Pull every "mode" line out of the data below.

#### Provided records
== Segment start ==
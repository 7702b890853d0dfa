//! Invocation parameters
//!
//! The program takes a single optional argument of `key=value` pairs joined by `|`:
//!
//! ```text
//! switch=1|headphones=Headphones|speakers=Speakers (Realtek)
//! ```
//!
//! Recognized keys are `switch` (presence only), `headphones` and `speakers`.
//! Unknown keys are kept so presentation code can read them.

use std::collections::HashMap;

use crate::error::UsageError;

/// Presence-only flag selecting non-interactive toggle-and-exit mode
pub const SWITCH_KEY: &str = "switch";
/// Display-name fragment of the headphones endpoint
pub const HEADPHONES_KEY: &str = "headphones";
/// Display-name fragment of the speakers endpoint
pub const SPEAKERS_KEY: &str = "speakers";

const PAIR_DELIMITER: char = '|';
const KEY_VALUE_SEPARATOR: char = '=';

/// Parsed invocation parameters, immutable after construction
#[derive(Debug, Clone, Default, PartialEq, Eq)]
pub struct InvocationArgs {
    values: HashMap<String, String>,
}

impl InvocationArgs {
    /// Parse the delimited invocation string
    ///
    /// Values are taken verbatim (no trimming); only the first `=` of a pair
    /// separates key from value.
    ///
    /// # Errors
    /// Returns [`UsageError::MissingSeparator`] for a pair without `=` (including
    /// an empty pair) and [`UsageError::DuplicateKey`] when a key repeats.
    pub fn parse(raw: &str) -> Result<Self, UsageError> {
        let mut values = HashMap::new();

        for pair in raw.split(PAIR_DELIMITER) {
            let (key, value) = pair
                .split_once(KEY_VALUE_SEPARATOR)
                .ok_or_else(|| UsageError::MissingSeparator(pair.to_string()))?;

            if values.insert(key.to_string(), value.to_string()).is_some() {
                return Err(UsageError::DuplicateKey(key.to_string()));
            }
        }

        Ok(Self { values })
    }

    /// Parse an optional argument; absence yields an empty map
    ///
    /// # Errors
    /// See [`InvocationArgs::parse`].
    pub fn from_optional(raw: Option<&str>) -> Result<Self, UsageError> {
        raw.map_or_else(|| Ok(Self::default()), Self::parse)
    }

    #[must_use]
    pub fn get(&self, key: &str) -> Option<&str> {
        self.values.get(key).map(String::as_str)
    }

    #[must_use]
    pub fn contains(&self, key: &str) -> bool {
        self.values.contains_key(key)
    }

    /// Whether non-interactive switch mode was requested
    #[must_use]
    pub fn is_switch(&self) -> bool {
        self.contains(SWITCH_KEY)
    }

    #[must_use]
    pub fn headphones(&self) -> Option<&str> {
        self.get(HEADPHONES_KEY)
    }

    #[must_use]
    pub fn speakers(&self) -> Option<&str> {
        self.get(SPEAKERS_KEY)
    }

    /// Both fragments, as required by the toggle
    ///
    /// # Errors
    /// Returns [`UsageError::MissingParameter`] naming the first absent key.
    pub fn toggle_targets(&self) -> Result<(&str, &str), UsageError> {
        let headphones = self
            .headphones()
            .ok_or(UsageError::MissingParameter(HEADPHONES_KEY))?;
        let speakers = self
            .speakers()
            .ok_or(UsageError::MissingParameter(SPEAKERS_KEY))?;
        Ok((headphones, speakers))
    }

    #[must_use]
    pub fn len(&self) -> usize {
        self.values.len()
    }

    #[must_use]
    pub fn is_empty(&self) -> bool {
        self.values.is_empty()
    }
}

#[cfg(test)]
mod tests {
    use super::*;
    use pretty_assertions::assert_eq;

    #[test]
    fn test_parse_targets_without_switch() {
        let args = InvocationArgs::parse("headphones=A|speakers=B").unwrap();
        assert_eq!(args.len(), 2);
        assert_eq!(args.headphones(), Some("A"));
        assert_eq!(args.speakers(), Some("B"));
        assert!(!args.is_switch());
    }

    #[test]
    fn test_parse_full_switch_invocation() {
        let args =
            InvocationArgs::parse("switch=1|headphones=Headphones|speakers=Speakers (Realtek)")
                .unwrap();
        assert!(args.is_switch());
        assert_eq!(args.get(SWITCH_KEY), Some("1"));
        assert_eq!(args.speakers(), Some("Speakers (Realtek)"));
    }

    #[test]
    fn test_switch_with_empty_value_still_counts() {
        let args = InvocationArgs::parse("switch=").unwrap();
        assert!(args.is_switch());
        assert_eq!(args.get(SWITCH_KEY), Some(""));
    }

    #[test]
    fn test_value_keeps_later_separators() {
        let args = InvocationArgs::parse("speakers=Out=Line").unwrap();
        assert_eq!(args.speakers(), Some("Out=Line"));
    }

    #[test]
    fn test_missing_separator_is_usage_error() {
        assert_eq!(
            InvocationArgs::parse("switch|headphones=A"),
            Err(UsageError::MissingSeparator("switch".to_string()))
        );
    }

    #[test]
    fn test_empty_string_is_usage_error() {
        assert_eq!(
            InvocationArgs::parse(""),
            Err(UsageError::MissingSeparator(String::new()))
        );
    }

    #[test]
    fn test_duplicate_key_is_usage_error() {
        assert_eq!(
            InvocationArgs::parse("headphones=A|headphones=B"),
            Err(UsageError::DuplicateKey("headphones".to_string()))
        );
    }

    #[test]
    fn test_absent_argument_is_empty() {
        let args = InvocationArgs::from_optional(None).unwrap();
        assert!(args.is_empty());
        assert!(!args.is_switch());
    }

    #[test]
    fn test_toggle_targets_requires_both() {
        let args = InvocationArgs::parse("switch=1|headphones=A").unwrap();
        assert_eq!(
            args.toggle_targets(),
            Err(UsageError::MissingParameter(SPEAKERS_KEY))
        );

        let args = InvocationArgs::parse("headphones=A|speakers=B").unwrap();
        assert_eq!(args.toggle_targets(), Ok(("A", "B")));
    }
}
== Segment end ==
#### Exercise answer
/// Presence-only flag selecting non-interactive toggle-and-exit mode
    /// Whether non-interactive switch mode was requested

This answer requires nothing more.